**Stored data:**
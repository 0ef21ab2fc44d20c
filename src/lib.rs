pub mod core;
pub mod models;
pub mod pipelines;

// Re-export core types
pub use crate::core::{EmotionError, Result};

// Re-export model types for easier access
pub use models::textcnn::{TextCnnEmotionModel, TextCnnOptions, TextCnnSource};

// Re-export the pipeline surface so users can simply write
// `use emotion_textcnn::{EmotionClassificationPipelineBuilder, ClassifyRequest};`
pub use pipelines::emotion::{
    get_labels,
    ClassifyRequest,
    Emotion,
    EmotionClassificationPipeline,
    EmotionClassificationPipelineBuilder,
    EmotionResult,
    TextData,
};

==

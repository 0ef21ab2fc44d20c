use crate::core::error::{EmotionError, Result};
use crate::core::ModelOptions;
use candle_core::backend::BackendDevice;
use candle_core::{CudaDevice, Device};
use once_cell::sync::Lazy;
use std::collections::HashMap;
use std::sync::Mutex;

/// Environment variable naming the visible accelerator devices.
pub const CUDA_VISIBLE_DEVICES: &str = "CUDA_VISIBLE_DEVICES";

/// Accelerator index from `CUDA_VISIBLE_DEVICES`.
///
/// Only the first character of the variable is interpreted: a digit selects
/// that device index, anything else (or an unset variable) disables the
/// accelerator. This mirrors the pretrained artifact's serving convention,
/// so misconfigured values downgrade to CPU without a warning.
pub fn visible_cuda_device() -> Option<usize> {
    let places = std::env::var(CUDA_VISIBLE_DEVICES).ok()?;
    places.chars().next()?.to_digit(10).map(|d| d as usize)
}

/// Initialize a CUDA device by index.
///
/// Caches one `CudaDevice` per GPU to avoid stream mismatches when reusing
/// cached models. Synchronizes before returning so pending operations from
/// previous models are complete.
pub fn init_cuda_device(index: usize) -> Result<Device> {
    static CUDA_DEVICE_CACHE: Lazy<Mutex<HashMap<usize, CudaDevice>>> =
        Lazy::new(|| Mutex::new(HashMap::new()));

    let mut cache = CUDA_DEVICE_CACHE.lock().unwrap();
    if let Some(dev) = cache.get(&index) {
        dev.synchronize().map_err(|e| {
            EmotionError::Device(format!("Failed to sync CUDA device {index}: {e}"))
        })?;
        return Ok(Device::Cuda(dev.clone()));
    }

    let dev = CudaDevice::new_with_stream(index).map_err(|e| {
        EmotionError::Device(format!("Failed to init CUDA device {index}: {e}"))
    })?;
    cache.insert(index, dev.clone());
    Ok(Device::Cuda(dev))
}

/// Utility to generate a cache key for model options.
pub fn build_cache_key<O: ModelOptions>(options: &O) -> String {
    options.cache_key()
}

...

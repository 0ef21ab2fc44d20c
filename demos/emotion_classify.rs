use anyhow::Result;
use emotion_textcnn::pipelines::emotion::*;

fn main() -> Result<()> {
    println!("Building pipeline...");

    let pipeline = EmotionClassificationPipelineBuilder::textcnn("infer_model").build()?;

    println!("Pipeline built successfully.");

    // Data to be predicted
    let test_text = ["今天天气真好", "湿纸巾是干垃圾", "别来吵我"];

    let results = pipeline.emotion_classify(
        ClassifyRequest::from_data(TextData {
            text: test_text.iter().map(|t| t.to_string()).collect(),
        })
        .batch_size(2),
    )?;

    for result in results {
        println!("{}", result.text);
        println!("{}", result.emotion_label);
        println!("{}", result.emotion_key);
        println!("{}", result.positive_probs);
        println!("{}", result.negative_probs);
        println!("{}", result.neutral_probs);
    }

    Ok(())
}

**Exercise instructions:** Every line above that has the string "HashMap" needs to be copied.

**Solution for this exercise:**
use std::collections::HashMap;
    static CUDA_DEVICE_CACHE: Lazy<Mutex<HashMap<usize, CudaDevice>>> =
        Lazy::new(|| Mutex::new(HashMap::new()));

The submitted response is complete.